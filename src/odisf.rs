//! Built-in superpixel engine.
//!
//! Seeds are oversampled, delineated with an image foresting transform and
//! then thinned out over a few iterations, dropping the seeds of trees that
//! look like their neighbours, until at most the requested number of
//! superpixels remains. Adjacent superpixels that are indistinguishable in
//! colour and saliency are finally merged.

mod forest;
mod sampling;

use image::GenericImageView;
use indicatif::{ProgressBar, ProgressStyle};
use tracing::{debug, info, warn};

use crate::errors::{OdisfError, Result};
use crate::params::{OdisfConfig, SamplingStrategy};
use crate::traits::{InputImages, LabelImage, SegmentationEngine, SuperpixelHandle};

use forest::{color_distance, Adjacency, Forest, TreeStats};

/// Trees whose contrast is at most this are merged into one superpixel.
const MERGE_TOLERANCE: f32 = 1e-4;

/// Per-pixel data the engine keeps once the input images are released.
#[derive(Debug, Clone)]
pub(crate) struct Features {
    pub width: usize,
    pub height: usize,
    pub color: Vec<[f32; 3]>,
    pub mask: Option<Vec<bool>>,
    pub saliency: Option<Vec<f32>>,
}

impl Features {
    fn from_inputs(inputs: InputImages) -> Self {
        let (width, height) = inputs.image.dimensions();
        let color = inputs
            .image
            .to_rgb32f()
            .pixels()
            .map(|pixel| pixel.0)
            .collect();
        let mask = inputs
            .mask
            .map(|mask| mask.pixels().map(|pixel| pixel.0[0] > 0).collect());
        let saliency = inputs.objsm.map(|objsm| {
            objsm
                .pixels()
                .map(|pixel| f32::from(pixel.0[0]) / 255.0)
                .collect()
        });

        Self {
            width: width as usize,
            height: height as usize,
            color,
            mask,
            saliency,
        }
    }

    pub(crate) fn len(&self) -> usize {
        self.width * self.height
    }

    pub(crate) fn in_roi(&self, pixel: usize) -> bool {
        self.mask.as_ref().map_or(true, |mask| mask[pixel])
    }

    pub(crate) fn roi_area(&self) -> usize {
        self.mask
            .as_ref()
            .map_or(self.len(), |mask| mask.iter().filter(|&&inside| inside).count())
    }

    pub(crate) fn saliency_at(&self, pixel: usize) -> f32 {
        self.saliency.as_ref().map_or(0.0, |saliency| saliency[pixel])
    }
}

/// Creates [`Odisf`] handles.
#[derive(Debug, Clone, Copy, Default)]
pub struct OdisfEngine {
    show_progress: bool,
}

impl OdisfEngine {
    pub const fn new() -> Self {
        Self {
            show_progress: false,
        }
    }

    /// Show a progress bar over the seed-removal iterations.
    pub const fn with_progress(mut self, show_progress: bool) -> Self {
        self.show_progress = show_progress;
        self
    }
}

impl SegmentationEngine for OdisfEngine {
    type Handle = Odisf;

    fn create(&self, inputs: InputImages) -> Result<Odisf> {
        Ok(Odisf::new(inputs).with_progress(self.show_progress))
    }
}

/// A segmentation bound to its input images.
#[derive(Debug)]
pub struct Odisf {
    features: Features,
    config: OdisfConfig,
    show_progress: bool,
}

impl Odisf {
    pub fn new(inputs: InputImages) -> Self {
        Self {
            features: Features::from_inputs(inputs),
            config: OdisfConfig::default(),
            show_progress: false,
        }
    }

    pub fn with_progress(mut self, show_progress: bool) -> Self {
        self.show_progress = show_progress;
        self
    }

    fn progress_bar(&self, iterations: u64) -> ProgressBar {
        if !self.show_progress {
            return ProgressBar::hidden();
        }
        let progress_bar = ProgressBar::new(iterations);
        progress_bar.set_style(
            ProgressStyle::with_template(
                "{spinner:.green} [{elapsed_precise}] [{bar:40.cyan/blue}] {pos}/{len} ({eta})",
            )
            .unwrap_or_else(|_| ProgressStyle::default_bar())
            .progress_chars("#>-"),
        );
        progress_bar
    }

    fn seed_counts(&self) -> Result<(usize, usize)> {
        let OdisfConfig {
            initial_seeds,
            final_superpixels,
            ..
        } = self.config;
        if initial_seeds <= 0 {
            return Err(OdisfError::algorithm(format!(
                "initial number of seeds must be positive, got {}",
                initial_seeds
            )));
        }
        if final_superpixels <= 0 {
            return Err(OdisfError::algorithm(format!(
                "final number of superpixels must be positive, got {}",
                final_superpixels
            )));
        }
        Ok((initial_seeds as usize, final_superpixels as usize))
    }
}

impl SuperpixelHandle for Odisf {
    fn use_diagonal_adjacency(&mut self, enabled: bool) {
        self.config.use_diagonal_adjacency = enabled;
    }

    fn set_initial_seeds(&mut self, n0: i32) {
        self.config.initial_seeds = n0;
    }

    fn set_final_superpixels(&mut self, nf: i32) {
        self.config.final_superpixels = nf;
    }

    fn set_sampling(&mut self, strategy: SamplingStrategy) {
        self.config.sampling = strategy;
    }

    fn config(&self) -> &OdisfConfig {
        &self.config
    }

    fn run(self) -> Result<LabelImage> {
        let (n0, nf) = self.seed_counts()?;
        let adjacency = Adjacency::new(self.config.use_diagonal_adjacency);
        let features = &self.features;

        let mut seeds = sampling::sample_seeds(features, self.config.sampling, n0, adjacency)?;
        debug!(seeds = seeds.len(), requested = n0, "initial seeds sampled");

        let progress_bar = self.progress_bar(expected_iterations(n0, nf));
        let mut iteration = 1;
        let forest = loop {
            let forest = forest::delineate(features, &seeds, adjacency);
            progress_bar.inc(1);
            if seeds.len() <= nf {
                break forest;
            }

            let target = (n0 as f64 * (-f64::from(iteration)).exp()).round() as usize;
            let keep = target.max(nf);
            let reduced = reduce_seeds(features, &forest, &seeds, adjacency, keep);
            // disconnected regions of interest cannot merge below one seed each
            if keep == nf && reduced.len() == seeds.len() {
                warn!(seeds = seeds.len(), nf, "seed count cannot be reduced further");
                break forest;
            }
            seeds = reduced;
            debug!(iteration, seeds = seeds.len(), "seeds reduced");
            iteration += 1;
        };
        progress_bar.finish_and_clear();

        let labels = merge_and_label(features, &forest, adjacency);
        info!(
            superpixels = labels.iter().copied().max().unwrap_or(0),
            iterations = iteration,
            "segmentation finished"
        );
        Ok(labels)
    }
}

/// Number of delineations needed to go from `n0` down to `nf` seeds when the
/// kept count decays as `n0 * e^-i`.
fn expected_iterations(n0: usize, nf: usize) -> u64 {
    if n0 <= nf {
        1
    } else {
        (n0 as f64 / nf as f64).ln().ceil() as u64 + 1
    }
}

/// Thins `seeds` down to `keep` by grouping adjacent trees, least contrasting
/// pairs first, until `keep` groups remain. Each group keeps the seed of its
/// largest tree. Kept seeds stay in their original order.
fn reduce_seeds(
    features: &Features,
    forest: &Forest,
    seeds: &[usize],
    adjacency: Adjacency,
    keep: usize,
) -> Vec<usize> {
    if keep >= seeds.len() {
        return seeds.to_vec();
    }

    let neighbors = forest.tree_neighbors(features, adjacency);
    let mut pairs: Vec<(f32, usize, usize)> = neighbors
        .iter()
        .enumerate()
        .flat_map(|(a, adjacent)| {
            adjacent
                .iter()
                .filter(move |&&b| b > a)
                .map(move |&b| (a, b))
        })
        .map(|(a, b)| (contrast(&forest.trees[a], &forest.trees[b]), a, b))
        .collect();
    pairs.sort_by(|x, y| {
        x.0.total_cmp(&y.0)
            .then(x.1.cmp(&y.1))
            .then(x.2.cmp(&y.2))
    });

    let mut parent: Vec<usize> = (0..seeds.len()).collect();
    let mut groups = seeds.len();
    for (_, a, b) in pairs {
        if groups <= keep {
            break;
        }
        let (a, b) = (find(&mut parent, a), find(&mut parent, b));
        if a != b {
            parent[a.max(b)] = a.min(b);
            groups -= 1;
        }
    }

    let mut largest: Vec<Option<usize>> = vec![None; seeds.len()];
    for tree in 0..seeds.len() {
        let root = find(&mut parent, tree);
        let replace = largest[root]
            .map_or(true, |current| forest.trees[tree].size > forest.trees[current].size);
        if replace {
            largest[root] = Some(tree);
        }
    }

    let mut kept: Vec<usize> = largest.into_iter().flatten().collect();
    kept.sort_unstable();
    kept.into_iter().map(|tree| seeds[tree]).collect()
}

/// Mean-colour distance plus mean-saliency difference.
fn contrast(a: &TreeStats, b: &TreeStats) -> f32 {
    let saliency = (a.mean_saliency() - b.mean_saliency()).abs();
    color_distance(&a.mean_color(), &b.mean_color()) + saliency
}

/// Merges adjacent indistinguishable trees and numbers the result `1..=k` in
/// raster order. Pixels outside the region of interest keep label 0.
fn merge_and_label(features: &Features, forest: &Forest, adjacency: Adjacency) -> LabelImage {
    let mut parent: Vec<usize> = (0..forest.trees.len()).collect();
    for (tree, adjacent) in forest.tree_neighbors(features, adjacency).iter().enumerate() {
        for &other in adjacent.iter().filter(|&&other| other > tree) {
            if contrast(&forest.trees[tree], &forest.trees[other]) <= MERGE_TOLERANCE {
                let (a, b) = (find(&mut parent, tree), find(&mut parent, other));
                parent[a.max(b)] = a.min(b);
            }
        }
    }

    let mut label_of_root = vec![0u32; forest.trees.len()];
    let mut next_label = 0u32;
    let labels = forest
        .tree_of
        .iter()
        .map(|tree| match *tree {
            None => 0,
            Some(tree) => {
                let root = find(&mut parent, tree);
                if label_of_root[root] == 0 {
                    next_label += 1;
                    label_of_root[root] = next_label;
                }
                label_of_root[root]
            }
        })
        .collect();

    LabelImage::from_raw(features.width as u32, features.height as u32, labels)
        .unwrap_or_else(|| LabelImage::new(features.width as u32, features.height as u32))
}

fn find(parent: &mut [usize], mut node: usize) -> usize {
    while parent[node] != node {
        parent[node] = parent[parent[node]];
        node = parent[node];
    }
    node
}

§ **What you should do**
Lines holding the word "that" in the entries above are the ones to pull out. Copy them all.

§ **Written response**
//! then thinned out over a few iterations, dropping the seeds of trees that
//! superpixels remains. Adjacent superpixels that are indistinguishable in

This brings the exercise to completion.